Amazon Elastic MapReduce
Developer Guide (API Version 2009-03-31)
Did this page help you?  Yes | No |  Tell us about it...
« PreviousNext »
View the PDF for this guide.Go to the AWS Discussion Forum for this product.Go to the Kindle Store to download this guide in Kindle format.

Back Up and Restore HBase

Amazon EMR provides the ability to back up your HBase data to Amazon S3, either manually or on an automated schedule. You can perform both full and incremental backups. Once you have a backed-up version of HBase data, you can restore that version to an HBase cluster. You can restore to an HBase cluster that is currently running, or launch a new cluster prepopulated with backed-up data.

During the backup process, HBase continues to execute write commands. Although this ensures that your cluster remains available throughout the backup, there is the risk of inconsistency between the data being backed up and any write operations being executed in parallel. To understand the inconsistencies that might arise, you have to consider that HBase distributes write operations across the nodes in its cluster. If a write operation happens after a particular node is polled, that data will not be included in the backup archive. You may even find that earlier writes to the HBase cluster (sent to a node that has already been polled) might not be in the backup archive, whereas later writes (sent to a node before it was polled) are included.

If a consistent backup is required, you must pause writes to HBase during the initial portion of the backup process, synchronization across nodes. You can do this by specifying the --consistent parameter when requesting a backup. With this parameter, writes during this period will be queued and executed as soon as the synchronization completes. You can also schedule recurring backups, which will resolve any inconsistencies over time, as data that is missed on one backup pass will be backed up on the following pass.

When you back up HBase data, you should specify a different backup directory for each cluster. An easy way to do this is to use the cluster identifier as part of the path specified for the backup directory. For example, s3://mybucket/backups/j-3AEXXXXXX16F2. This ensures that any future incremental backups reference the correct HBase cluster.

When you are ready to delete old backup files that are no longer needed, we recommend that you first do a full backup of your HBase data. This ensures that all data is preserved and provides a baseline for future incremental backups.
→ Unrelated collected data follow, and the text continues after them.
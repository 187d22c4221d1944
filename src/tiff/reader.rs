//! TIFF file reader implementation
//!
//! This module implements the TIFF/BigTIFF structure reader. It walks the
//! header and IFD chain and decodes tag values; pixel data is read by the
//! raster layer using the offsets this reader exposes.

use log::{debug, warn};
use std::fs::File;
use std::io::{BufReader, Cursor, Read, Seek, SeekFrom};
use std::path::Path;

use crate::io::byte_order::{ByteOrder, ByteOrderHandler};
use crate::io::seekable::SeekableReader;
use crate::tiff::constants::{field_types, header};
use crate::tiff::errors::{TiffError, TiffResult};
use crate::tiff::ifd::{IFD, IFDEntry};
use crate::tiff::types::TIFF;
use crate::tiff::validation;
use crate::utils::tag_utils;

/// Upper bound on the IFD chain length, guards against offset loops
const MAX_IFDS: usize = 100;

/// Largest number of tag values preallocated before decoding
const MAX_PREALLOCATED_VALUES: u64 = 1 << 16;

/// Reader for TIFF and BigTIFF files
pub struct TiffReader {
    /// Current byte order handler
    byte_order_handler: Option<Box<dyn ByteOrderHandler>>,
    /// Whether currently reading BigTIFF format
    is_big_tiff: bool,
}

impl Default for TiffReader {
    fn default() -> Self {
        Self::new()
    }
}

impl TiffReader {
    /// Creates a new TIFF reader
    pub fn new() -> Self {
        TiffReader {
            byte_order_handler: None,
            is_big_tiff: false,
        }
    }

    /// Returns the byte order handler, failing if no header was read yet
    fn handler(&self) -> TiffResult<&dyn ByteOrderHandler> {
        self.byte_order_handler.as_deref()
            .ok_or_else(|| TiffError::GenericError("Byte order not yet determined".to_string()))
    }

    /// Loads the TIFF structure of the file at `path`
    pub fn load(&mut self, path: &Path) -> TiffResult<TIFF> {
        debug!("Loading TIFF structure: {}", path.display());
        let file = File::open(path)?;
        let mut reader = BufReader::with_capacity(64 * 1024, file);
        self.read(&mut reader)
    }

    /// Reads a TIFF structure from the given reader
    ///
    /// 1. Detect byte order (little/big endian)
    /// 2. Check for TIFF or BigTIFF format
    /// 3. Read all IFDs in the chain
    pub fn read(&mut self, reader: &mut dyn SeekableReader) -> TiffResult<TIFF> {
        reader.seek(SeekFrom::Start(0))?;

        let byte_order = ByteOrder::detect(reader)?;
        debug!("Detected byte order: {}", byte_order.name());
        self.byte_order_handler = Some(byte_order.create_handler());

        self.is_big_tiff = self.detect_tiff_format(reader)?;
        let mut tiff = TIFF::new(self.is_big_tiff, byte_order);

        let first_ifd_offset = self.read_offset(reader)?;
        debug!("First IFD offset: {}", first_ifd_offset);

        let file_size = validation::get_file_size(reader)?;
        validation::validate_ifd_offset(first_ifd_offset, file_size)?;

        tiff.ifds = self.read_ifd_chain(reader, first_ifd_offset, file_size)?;
        if tiff.ifds.is_empty() {
            return Err(TiffError::GenericError("No IFDs found in TIFF file".to_string()));
        }

        debug!("Read {}", tiff);
        Ok(tiff)
    }

    /// Reads the version word and, for BigTIFF, validates the extra header
    fn detect_tiff_format(&self, reader: &mut dyn SeekableReader) -> TiffResult<bool> {
        let handler = self.handler()?;
        let version = handler.read_u16(reader)?;

        match version {
            header::BIG_TIFF_VERSION => {
                validation::validate_bigtiff_header(reader, handler)?;
                Ok(true)
            }
            header::TIFF_VERSION => Ok(false),
            _ => Err(TiffError::UnsupportedVersion(version)),
        }
    }

    /// Reads a file offset (4 bytes classic, 8 bytes BigTIFF)
    fn read_offset(&self, reader: &mut dyn SeekableReader) -> TiffResult<u64> {
        let handler = self.handler()?;
        if self.is_big_tiff {
            Ok(handler.read_u64(reader)?)
        } else {
            Ok(handler.read_u32(reader)? as u64)
        }
    }

    /// Reads a chain of IFDs starting from the given offset
    ///
    /// A broken link after the first IFD ends the chain with a warning;
    /// the main image is still usable.
    fn read_ifd_chain(&self, reader: &mut dyn SeekableReader, first_ifd_offset: u64,
                      file_size: u64) -> TiffResult<Vec<IFD>> {
        let mut ifds = Vec::new();
        let mut ifd_offset = first_ifd_offset;

        while ifd_offset != 0 && ifds.len() < MAX_IFDS {
            let ifd = match self.read_ifd(reader, ifd_offset, ifds.len()) {
                Ok(ifd) => ifd,
                Err(e) if !ifds.is_empty() => {
                    warn!("Error reading IFD {}: {}", ifds.len(), e);
                    break;
                }
                Err(e) => return Err(e),
            };
            ifds.push(ifd);

            // read_ifd leaves the reader right after the last entry
            let next_ifd_offset = match self.read_offset(reader) {
                Ok(offset) => offset,
                Err(e) => {
                    warn!("Error reading next IFD offset: {}", e);
                    break;
                }
            };

            if next_ifd_offset != 0 && (next_ifd_offset >= file_size || next_ifd_offset < 8) {
                warn!("Invalid next IFD offset: {}, stopping IFD chain", next_ifd_offset);
                break;
            }
            ifd_offset = next_ifd_offset;
        }

        Ok(ifds)
    }

    /// Reads one IFD at `offset`
    pub fn read_ifd(&self, reader: &mut dyn SeekableReader, offset: u64, number: usize) -> TiffResult<IFD> {
        reader.seek(SeekFrom::Start(offset))?;

        let handler = self.handler()?;
        let entry_count = if self.is_big_tiff {
            handler.read_u64(reader)?
        } else {
            handler.read_u16(reader)? as u64
        };

        let mut ifd = IFD::new(number, offset);
        for _ in 0..entry_count {
            ifd.add_entry(self.read_ifd_entry(reader)?);
        }

        debug!("Read {}", ifd);
        Ok(ifd)
    }

    /// Reads a single IFD entry, keeping the raw value field bytes
    fn read_ifd_entry(&self, reader: &mut dyn SeekableReader) -> TiffResult<IFDEntry> {
        let handler = self.handler()?;

        let tag = handler.read_u16(reader)?;
        let field_type = handler.read_u16(reader)?;
        let count = if self.is_big_tiff {
            handler.read_u64(reader)?
        } else {
            handler.read_u32(reader)? as u64
        };

        let field_size = if self.is_big_tiff { 8 } else { 4 };
        let mut inline_bytes = [0u8; 8];
        reader.read_exact(&mut inline_bytes[..field_size])?;

        // Single values are left-justified in the field, so decode them at
        // their own width for big-endian files to come out right
        let mut field = Cursor::new(inline_bytes);
        let value_offset = match field_type {
            field_types::BYTE | field_types::SBYTE | field_types::UNDEFINED if count == 1 => inline_bytes[0] as u64,
            field_types::SHORT | field_types::SSHORT if count == 1 => handler.read_u16(&mut field)? as u64,
            field_types::LONG | field_types::SLONG if count == 1 => handler.read_u32(&mut field)? as u64,
            _ if self.is_big_tiff => handler.read_u64(&mut field)?,
            _ => handler.read_u32(&mut field)? as u64,
        };

        Ok(IFDEntry::new(tag, field_type, count, value_offset, inline_bytes))
    }

    /// Positions `reader` at the first value of `entry`, returning a reader
    /// over the inline field when the value is stored in the entry itself
    fn with_entry_values<T>(
        &self,
        reader: &mut dyn SeekableReader,
        entry: &IFDEntry,
        decode: impl FnOnce(&mut dyn SeekableReader, &dyn ByteOrderHandler) -> TiffResult<T>,
    ) -> TiffResult<T> {
        let handler = self.handler()?;
        if entry.is_value_inline(self.is_big_tiff) {
            let mut field = Cursor::new(entry.inline_bytes);
            decode(&mut field, handler)
        } else {
            let byte_len = entry.value_byte_len().ok_or_else(|| TiffError::GenericError(format!(
                "Tag {} declares {} values, too many to address", entry.tag, entry.count)))?;
            let file_size = validation::get_file_size(reader)?;
            validation::validate_block_extent(entry.value_offset, byte_len, file_size)?;

            reader.seek(SeekFrom::Start(entry.value_offset))?;
            decode(reader, handler)
        }
    }

    /// Reads a tag's value as a vector of u64
    ///
    /// # Arguments
    /// * `reader` - The seekable reader to use
    /// * `ifd` - The IFD containing the tag
    /// * `tag` - The tag number to read
    pub fn read_tag_values(&self, reader: &mut dyn SeekableReader, ifd: &IFD, tag: u16) -> TiffResult<Vec<u64>> {
        let entry = ifd.get_entry(tag).ok_or(TiffError::TagNotFound(tag))?;
        self.with_entry_values(reader, entry, |r, handler| {
            let mut values = Vec::with_capacity(entry.count.min(MAX_PREALLOCATED_VALUES) as usize);
            tag_utils::read_tag_value_array(r, entry, handler, &mut values)?;
            Ok(values)
        })
    }

    /// Reads a DOUBLE (or FLOAT) tag as a vector of f64
    pub fn read_tag_f64_values(&self, reader: &mut dyn SeekableReader, ifd: &IFD, tag: u16) -> TiffResult<Vec<f64>> {
        let entry = ifd.get_entry(tag).ok_or(TiffError::TagNotFound(tag))?;
        self.with_entry_values(reader, entry, |r, handler| {
            let mut values = Vec::with_capacity(entry.count.min(MAX_PREALLOCATED_VALUES) as usize);
            tag_utils::read_tag_f64_array(r, entry, handler, &mut values)?;
            Ok(values)
        })
    }

    /// Reads an optional tag, returning `None` when the tag is absent
    pub fn read_optional_tag_values(&self, reader: &mut dyn SeekableReader, ifd: &IFD,
                                    tag: u16) -> TiffResult<Option<Vec<u64>>> {
        if ifd.has_tag(tag) {
            self.read_tag_values(reader, ifd, tag).map(Some)
        } else {
            Ok(None)
        }
    }

    /// Returns whether the last file read is a BigTIFF
    pub fn is_big_tiff(&self) -> bool {
        self.is_big_tiff
    }
}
Once the full backup is done, you can navigate to the backup location and manually delete the old backup files.

The HBase backup process uses S3DistCp for the copy operation, which has certain limitations regarding temporary file storage space. For more information, see Distributed Copy Using S3DistCp.

Back Up and Restore HBase Using the Console

The console provides the ability to launch a new cluster and populate it with data from a previous HBase backup. It also gives you the ability to schedule periodic incremental backups of HBase data. Additional backup and restore functionality, such as the ability to restore data to an already running cluster, do manual backups, and schedule automated full backups is available using the CLI. For more information, see Back Up and Restore HBase Using the AWS CLI.

To populate a new cluster with archived HBase data using the console

  1. Open the Amazon EMR console at https://console.aws.amazon.com/elasticmapreduce/.

  2. Click Create cluster.

  3. In the Software Configuration section, in the Additional Applications field, choose HBase and click Configure and add.

  4. On the Add Application dialog box, check Restore From Backup. For more information, see Install HBase on an Amazon EMR Cluster.

  5. In Backup Location field, specify the location of the backup you wish to load into the new HBase cluster. This should be an Amazon S3 URL of the form s3://myawsbucket/backups/.

  6. In the Backup Version field, you have the option to specify the name of a backup version to load by setting a value. If you do not set a value for Backup Version, Amazon EMR loads the latest backup in the specified location.

    Restore HBase from backup
  7. Click Add and proceed to create the cluster as described in Plan an Amazon EMR Cluster.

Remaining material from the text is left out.